阿部 慶太(フランシスコ会)

 木枯らしが吹く季節になると、全国的に百貨店や商店街などでクリスマス商戦が始まります。大阪の繁華街の一つ天王寺の各店舗にもクリスマスイルミネーションが点灯し、年末の雰囲気が漂っています。
 しかし、そのにぎやかな光に包まれた天王寺から天王寺動物園沿いに数百メートル進むにつれ、テント生活をする人々、野宿生活を余儀なくされている人々が目につきます。さらに進んで、新今宮の駅から歩いてすぐのところに日本最大の日雇労働者の街、釜ヶ崎があります。
 クリスマス商戦が始まる季節、それは釜ヶ崎にとっては厳しい越冬が近付くことを意味しています。また、今回の越冬は国会で「野宿生活者支援のための法案」が成立見込みの中、行われる越冬です。
 さて、越冬前の釜ヶ崎の様子は、私がこの地域の施設に勤務していた5年前に比べ若干の変化が見られました。まず、日中の炊き出しに並ぶ人々の列の距離が延びていることから、炊き出しの量が増加しているなと感じました。また、過去に見られた路上での酒盛りは確実に減っていました。また、廃品回収で僅かなお金(500円弱)を手にした人が、施設(ふるさとの家)の1階にある自炊室でインスタントラーメンを炊くため列を作っていました。
 やはり、仕事がないのです。収入がないため炊き出しに並び、また、僅かな小銭を稼いでもやっとインスタントラーメンを施設の一室で炊くしかない状態です。実際、5年前に2万数千人の日雇労働者に対して、約千件だった仕事は年々減少しています。
 仕事がないため、ドヤ(簡易宿泊所)やアパ-トに住むことができない人々は、再就職も生活保護も受けることができず、野宿生活に追い込まれますが、こうした人々は1999年10月の厚生省の調査では全国で約2万人と言われていましたが、実際はこの倍以上の数と言われています。大阪でも市の調査したものとNGOによる調査では数値に差が有ります。
 先に書きましたように、野宿者支援の法案が近いうちに成立の見込みですが、法案が成立し、具体的な対策が実施される前に、野宿生活を余儀なくされている人々は、まずこの冬を乗り切らなくてはなりません。
 越冬を迎える人々の様子も様々です。大阪市には、野宿者の就労を支援する「自立支援センター」が東住吉区の長居公園他に3ヶ所ありますが、それらの施設に入所し越冬を迎えられる人は、1万人以上の野宿生活者の中でもわずか280人にすぎません。センターの定員がこの数だからです。
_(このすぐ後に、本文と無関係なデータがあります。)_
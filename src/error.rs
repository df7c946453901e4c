//! Error taxonomy for the schema interpreter and its orchestration layer.
//!
//! Structural errors abort a traversal; CRC mismatches never do (they are
//! surfaced as flags instead, see [`crate::decoder::DecodeOutcome`]).

use std::fmt;
use std::io;

/// Where in the schema traversal an error occurred, for diagnostics.
#[derive(Clone, Debug, Default)]
pub struct FieldPath(pub Vec<String>);

impl FieldPath {
    pub fn push(&self, name: &str) -> Self {
        let mut v = self.0.clone();
        v.push(name.to_string());
        Self(v)
    }
}

impl fmt::Display for FieldPath {
    fn fmt(&self, f: &mut fmt::Formatter<'_>) -> fmt::Result {
        write!(f, "{}", self.0.join("."))
    }
}

#[derive(Debug)]
pub enum CodecError {
    /// Input buffer shorter than a resolved length required.
    Truncated {
        path: FieldPath,
        offset: usize,
        needed: usize,
        available: usize,
    },
    /// Schema node missing required attributes, unknown data_type, or an
    /// arithmetic expression with an unresolved operand.
    SchemaError { path: FieldPath, message: String },
    /// String bytes failed to decode for the declared encoding, or a
    /// timestamp was malformed.
    DecodeError { path: FieldPath, message: String },
    /// A vendor-defined sub-traversal would exceed its declared length.
    Bounds { path: FieldPath, message: String },
    /// Filesystem read/write failure.
    Io(io::Error),
}

impl fmt::Display for CodecError {
    fn fmt(&self, f: &mut fmt::Formatter<'_>) -> fmt::Result {
        match self {
            Self::Truncated {
                path,
                offset,
                needed,
                available,
            } => write!(
                f,
                "TRUNCATED at {path} (offset 0x{offset:x}): need {needed} bytes, {available} available"
            ),
            Self::SchemaError { path, message } => {
                write!(f, "SCHEMA_ERROR at {path}: {message}")
            }
            Self::DecodeError { path, message } => {
                write!(f, "DECODE_ERROR at {path}: {message}")
            }
            Self::Bounds { path, message } => write!(f, "BOUNDS at {path}: {message}"),
            Self::Io(e) => write!(f, "IO_ERROR: {e}"),
        }
    }
}

impl std::error::Error for CodecError {}

impl From<io::Error> for CodecError {
    fn from(e: io::Error) -> Self {
        Self::Io(e)
    }
}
さらに、この中で再就職できる人は僅かなのです。
 このセンターに入所を拒みテント生活を続ける人々もいます。入所しても、再就職先が見つからず、また野宿生活に戻る人も多く、落ち着いた地を離れるとその場所が撤去されて、再び野宿生活に戻ることも大変だからです。ある高齢のテント生活者は「(センターに)入っても、この年で働く所がないんや。だから廃品集めてやっと生活してるんやから何処行けゆうねん」と、苦しくてもこの生活を続けるほかないやるせなさをこう表していました。
 また、夜の周辺の様子では、日毎に寒くなるため、商店街や倉庫などの軒先に重ねたダンボールにビニールシートを敷き、毛布をかけた上に大きめの箱型のダンボールで中を被った重装備で眠りにつく人、競争相手の少ない時間に廃品回収を行う人々の姿が見られました。
 さて、野宿生活者のケアに関わる支援者側は、越冬と同時に、野宿生活者支援法案の中にある『公園や道路の管理者が必要な措置を取る』という規定により、野宿生活者が排除されないかどうか心配しています。野宿生活者、テント生活者の居住の場所が路上や公園などだからです。
 このように、不況が続き、失業率が過去最高で、国がやっと重い腰をあげて支援法案を成立させても大きな課題が残る中、今年の越冬が日を追うごとに近付きます。
 最後に、今年の釜ヶ崎の越冬は、クリスマスの余韻が残る12月25日夜から三角公園で行われる越冬突入集会から始まり、厳しい釜ヶ崎の越冬が本格化します。
下記のものを次の団体にお送りください。連帯して活動しています。

三角公園の炊き出しで使うもの
米、調味料(昧の素は使いません)、日持ちのする野菜などは
〒557-0003
大阪市西成区天下茶屋北2-6-14
コーポ花園101
勝ちとる会
電話&FAX 06-6634-8584

毛布/釜ヶ崎キリスト教協友会が越冬期間中の夜回りで配ります
〒557-0004
大阪市西成区萩ノ茶屋1-9-27
生活道路清掃事務所気付
電話06-6647-1035

越冬用品/下記以外のものは送らないで下さい
冬用ジャンパー、セーター、冬用下着、タオル、石鹸、ソックス、ホカロン
〒557-0004
大阪市西成区萩ノ茶屋2-8-9
旅路の里
電話06-6641-7183
釜ヶ崎キリスト教協友会の活動への参加
①ボランティア
越冬期間(12/25~2月末)の炊き出し、夜間パトロールへの参加
②釜ヶ崎越冬セミナー
釜ヶ崎周辺で野宿をしいられている労働者にテーマを絞って
2001年12月31日(月)
~2002年1月3日(木)
釜ヶ崎とその周辺
宿泊 旅路の里
参加費 3000円
申し込 12月22日(土)まで
〒557-0004
大阪市西成区荻ノ茶屋2-8-9
釜ヶ崎キリスト教協友会
電話&FAX 06-6631-2720
【編集後記】

クリスマスおめでとうございます! 9月の事件以来、アッという間に時が過ぎたように思います。
▲クリスマスの一方で、寒風に震えるアフガン難民や日本各地の野宿者の方々、死刑房で一人死刑の時を待つ死刑に思いを馳せるとき、胸がいたみます。キリストは誰のためにこの世に来られたのかゆっくりと黙想したいと思います。
▲来年がよい年でありますように!
(柴田幸範)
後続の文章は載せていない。